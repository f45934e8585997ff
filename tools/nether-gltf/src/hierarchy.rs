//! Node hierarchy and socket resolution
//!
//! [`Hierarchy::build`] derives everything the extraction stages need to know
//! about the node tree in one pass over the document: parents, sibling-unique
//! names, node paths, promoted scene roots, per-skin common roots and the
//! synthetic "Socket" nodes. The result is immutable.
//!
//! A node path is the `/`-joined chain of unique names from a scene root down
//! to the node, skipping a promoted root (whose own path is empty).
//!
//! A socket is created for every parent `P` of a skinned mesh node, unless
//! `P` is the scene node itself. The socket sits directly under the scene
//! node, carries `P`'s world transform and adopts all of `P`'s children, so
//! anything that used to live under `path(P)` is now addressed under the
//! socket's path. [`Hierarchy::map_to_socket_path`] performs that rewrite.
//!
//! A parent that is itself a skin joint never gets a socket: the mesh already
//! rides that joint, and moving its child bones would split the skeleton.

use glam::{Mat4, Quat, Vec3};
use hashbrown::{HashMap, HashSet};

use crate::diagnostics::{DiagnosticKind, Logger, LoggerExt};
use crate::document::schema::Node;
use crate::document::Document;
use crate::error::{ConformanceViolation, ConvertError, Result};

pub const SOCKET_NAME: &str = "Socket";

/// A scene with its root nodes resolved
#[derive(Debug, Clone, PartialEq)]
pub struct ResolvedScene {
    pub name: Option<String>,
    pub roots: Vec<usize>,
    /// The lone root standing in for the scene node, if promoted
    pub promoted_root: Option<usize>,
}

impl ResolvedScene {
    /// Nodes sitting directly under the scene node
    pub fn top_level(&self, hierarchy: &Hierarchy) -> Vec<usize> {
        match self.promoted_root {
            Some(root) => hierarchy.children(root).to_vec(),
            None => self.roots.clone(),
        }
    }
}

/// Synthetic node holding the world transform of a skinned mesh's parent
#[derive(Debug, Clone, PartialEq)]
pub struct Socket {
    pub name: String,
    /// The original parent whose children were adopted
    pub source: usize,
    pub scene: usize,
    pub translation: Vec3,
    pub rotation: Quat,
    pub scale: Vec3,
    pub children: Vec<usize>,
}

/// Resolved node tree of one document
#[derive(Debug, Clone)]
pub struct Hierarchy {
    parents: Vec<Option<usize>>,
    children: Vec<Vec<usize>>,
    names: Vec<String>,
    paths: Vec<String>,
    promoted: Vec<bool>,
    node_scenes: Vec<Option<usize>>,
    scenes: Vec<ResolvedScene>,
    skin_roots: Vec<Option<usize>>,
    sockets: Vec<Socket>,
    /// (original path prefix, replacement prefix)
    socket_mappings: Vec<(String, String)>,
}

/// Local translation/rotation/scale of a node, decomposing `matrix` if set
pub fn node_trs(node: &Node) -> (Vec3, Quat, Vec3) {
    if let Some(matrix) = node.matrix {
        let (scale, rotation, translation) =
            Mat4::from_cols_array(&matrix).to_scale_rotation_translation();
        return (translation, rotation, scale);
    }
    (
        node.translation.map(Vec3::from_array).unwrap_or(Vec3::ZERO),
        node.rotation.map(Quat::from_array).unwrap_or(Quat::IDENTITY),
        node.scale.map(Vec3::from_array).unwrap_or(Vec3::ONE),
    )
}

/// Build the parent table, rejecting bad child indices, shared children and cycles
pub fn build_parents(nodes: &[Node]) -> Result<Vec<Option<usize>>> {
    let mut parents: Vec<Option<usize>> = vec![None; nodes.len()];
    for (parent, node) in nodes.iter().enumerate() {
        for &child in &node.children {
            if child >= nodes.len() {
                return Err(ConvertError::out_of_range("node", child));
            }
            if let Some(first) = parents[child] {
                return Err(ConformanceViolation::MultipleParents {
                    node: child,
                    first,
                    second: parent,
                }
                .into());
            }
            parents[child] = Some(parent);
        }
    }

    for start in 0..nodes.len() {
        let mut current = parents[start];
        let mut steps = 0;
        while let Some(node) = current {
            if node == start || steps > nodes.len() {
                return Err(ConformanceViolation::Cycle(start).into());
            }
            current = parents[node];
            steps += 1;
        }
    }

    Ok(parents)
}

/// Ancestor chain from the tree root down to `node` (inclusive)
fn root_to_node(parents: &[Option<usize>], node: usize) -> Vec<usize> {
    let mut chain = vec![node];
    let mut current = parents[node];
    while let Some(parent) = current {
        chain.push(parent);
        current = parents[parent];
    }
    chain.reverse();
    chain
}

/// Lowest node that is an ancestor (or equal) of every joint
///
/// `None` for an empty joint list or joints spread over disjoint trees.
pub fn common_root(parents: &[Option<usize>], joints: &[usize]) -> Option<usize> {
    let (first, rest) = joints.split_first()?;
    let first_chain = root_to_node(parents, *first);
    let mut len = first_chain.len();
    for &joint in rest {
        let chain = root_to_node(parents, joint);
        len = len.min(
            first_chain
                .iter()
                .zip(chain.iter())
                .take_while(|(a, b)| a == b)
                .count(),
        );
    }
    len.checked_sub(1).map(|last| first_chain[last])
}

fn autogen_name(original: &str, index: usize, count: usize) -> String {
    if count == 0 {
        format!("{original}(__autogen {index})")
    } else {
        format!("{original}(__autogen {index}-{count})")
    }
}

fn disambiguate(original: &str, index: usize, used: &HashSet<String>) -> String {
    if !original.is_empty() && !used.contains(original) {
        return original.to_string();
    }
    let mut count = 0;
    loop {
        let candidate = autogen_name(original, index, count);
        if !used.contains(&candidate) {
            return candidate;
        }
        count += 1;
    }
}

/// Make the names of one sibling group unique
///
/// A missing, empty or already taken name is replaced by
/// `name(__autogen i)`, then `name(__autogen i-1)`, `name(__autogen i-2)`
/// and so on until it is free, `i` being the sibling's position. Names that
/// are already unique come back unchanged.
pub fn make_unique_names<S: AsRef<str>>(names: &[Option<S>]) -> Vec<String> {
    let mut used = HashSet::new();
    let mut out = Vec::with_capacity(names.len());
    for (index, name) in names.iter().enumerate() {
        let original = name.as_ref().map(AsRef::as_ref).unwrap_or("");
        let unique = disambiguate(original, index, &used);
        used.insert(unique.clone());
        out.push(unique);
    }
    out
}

____________________

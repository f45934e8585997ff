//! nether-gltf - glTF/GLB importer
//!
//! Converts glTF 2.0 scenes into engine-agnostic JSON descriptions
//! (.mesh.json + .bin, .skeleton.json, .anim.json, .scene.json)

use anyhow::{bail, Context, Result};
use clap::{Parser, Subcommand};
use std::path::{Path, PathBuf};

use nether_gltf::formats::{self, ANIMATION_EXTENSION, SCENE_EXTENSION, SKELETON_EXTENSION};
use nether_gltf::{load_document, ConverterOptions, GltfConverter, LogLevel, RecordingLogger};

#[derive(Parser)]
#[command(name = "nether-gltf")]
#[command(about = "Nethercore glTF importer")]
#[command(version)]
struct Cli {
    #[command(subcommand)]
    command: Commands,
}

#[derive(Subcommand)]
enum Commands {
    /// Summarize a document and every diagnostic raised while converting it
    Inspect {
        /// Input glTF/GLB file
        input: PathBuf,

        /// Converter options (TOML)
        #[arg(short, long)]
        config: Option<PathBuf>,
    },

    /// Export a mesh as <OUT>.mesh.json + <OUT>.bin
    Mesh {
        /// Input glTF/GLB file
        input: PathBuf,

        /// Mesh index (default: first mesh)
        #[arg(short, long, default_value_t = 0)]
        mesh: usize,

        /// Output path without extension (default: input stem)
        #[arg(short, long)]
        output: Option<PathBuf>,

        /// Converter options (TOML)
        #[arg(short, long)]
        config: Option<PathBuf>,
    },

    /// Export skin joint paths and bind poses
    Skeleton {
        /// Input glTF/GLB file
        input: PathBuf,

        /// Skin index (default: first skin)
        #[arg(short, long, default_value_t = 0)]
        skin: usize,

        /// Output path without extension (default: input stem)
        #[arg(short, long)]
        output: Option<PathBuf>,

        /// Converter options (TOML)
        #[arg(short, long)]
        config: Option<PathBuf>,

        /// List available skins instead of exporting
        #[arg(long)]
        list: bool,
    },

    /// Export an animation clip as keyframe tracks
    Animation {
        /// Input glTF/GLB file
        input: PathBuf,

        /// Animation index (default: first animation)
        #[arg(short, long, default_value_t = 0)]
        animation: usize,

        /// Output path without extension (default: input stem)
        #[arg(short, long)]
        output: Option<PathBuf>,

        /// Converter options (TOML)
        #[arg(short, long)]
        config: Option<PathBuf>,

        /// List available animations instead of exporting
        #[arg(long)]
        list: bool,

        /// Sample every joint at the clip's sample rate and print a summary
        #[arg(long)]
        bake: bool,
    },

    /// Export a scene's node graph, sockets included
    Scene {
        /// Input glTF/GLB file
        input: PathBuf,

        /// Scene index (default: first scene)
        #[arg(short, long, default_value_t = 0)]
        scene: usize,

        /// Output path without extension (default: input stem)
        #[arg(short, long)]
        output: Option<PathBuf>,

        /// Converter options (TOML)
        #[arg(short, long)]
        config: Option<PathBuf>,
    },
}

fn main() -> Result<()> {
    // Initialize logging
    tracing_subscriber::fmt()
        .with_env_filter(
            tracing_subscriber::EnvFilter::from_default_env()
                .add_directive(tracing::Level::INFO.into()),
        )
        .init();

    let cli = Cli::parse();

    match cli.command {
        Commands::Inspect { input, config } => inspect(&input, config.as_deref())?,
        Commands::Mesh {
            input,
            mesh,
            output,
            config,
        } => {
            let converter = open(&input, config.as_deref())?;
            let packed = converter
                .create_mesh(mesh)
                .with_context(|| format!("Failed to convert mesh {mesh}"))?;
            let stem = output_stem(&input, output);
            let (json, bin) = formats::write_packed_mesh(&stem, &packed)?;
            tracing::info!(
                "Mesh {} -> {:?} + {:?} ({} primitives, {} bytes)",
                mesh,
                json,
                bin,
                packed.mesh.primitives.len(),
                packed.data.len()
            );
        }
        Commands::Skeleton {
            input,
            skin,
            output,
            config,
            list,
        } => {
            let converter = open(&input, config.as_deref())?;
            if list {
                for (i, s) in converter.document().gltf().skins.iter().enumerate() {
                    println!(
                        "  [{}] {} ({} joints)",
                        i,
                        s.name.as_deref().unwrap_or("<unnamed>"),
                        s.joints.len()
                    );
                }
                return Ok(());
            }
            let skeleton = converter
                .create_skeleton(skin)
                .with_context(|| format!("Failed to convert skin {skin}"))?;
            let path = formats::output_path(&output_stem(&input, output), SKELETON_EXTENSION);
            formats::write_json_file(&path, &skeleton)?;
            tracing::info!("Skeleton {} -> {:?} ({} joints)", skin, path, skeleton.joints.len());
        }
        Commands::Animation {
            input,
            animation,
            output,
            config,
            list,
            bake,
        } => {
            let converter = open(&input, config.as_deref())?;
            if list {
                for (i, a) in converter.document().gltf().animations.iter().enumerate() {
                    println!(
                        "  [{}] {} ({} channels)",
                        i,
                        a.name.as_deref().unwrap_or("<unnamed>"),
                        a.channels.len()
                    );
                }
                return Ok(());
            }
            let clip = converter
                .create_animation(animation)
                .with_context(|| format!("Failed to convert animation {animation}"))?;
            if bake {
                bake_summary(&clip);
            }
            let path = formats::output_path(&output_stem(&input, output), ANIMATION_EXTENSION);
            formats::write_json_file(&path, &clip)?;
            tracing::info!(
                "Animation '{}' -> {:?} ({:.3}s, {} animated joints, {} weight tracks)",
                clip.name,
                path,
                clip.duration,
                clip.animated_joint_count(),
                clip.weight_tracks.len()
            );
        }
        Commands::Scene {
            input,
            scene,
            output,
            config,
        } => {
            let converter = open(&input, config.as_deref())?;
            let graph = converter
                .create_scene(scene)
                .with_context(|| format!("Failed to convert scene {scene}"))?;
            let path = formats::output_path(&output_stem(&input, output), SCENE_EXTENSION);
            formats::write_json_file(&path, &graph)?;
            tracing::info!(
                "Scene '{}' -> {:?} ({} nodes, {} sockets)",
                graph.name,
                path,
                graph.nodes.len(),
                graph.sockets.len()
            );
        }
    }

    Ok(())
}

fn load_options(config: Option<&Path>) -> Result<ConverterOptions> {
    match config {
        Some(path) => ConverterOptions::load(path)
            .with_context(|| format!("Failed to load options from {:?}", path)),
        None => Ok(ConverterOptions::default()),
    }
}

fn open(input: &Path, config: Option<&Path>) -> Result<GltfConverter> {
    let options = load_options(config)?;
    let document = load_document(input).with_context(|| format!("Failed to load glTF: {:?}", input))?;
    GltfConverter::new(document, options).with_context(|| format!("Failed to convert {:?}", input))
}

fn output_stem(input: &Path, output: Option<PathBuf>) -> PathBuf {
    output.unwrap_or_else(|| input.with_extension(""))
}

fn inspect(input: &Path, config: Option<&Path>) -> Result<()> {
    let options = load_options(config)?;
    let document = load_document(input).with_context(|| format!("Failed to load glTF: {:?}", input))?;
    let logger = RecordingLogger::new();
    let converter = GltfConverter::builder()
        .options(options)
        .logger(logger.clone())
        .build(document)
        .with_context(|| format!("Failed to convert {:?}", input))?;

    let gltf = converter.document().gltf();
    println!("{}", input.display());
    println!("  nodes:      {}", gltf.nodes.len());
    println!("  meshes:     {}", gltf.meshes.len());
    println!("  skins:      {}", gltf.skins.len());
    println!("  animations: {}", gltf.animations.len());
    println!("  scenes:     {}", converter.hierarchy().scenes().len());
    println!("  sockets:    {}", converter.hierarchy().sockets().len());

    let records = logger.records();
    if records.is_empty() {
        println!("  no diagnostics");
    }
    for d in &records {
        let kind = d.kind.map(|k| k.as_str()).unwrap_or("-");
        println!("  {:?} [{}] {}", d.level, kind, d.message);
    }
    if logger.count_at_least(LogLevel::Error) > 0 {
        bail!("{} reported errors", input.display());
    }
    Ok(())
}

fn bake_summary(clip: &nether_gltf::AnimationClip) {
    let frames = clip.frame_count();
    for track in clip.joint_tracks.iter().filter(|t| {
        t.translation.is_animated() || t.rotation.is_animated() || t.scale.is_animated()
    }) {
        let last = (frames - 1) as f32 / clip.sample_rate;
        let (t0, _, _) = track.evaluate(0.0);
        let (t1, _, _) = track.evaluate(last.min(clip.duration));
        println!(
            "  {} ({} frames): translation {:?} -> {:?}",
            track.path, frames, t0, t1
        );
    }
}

____________________

WHAT THE TASK REQUIRES ▸ In the records above, find every line that contains the word "rest" and copy it.

REPLY ▸
    let (first, rest) = joints.split_first()?;
    for &joint in rest {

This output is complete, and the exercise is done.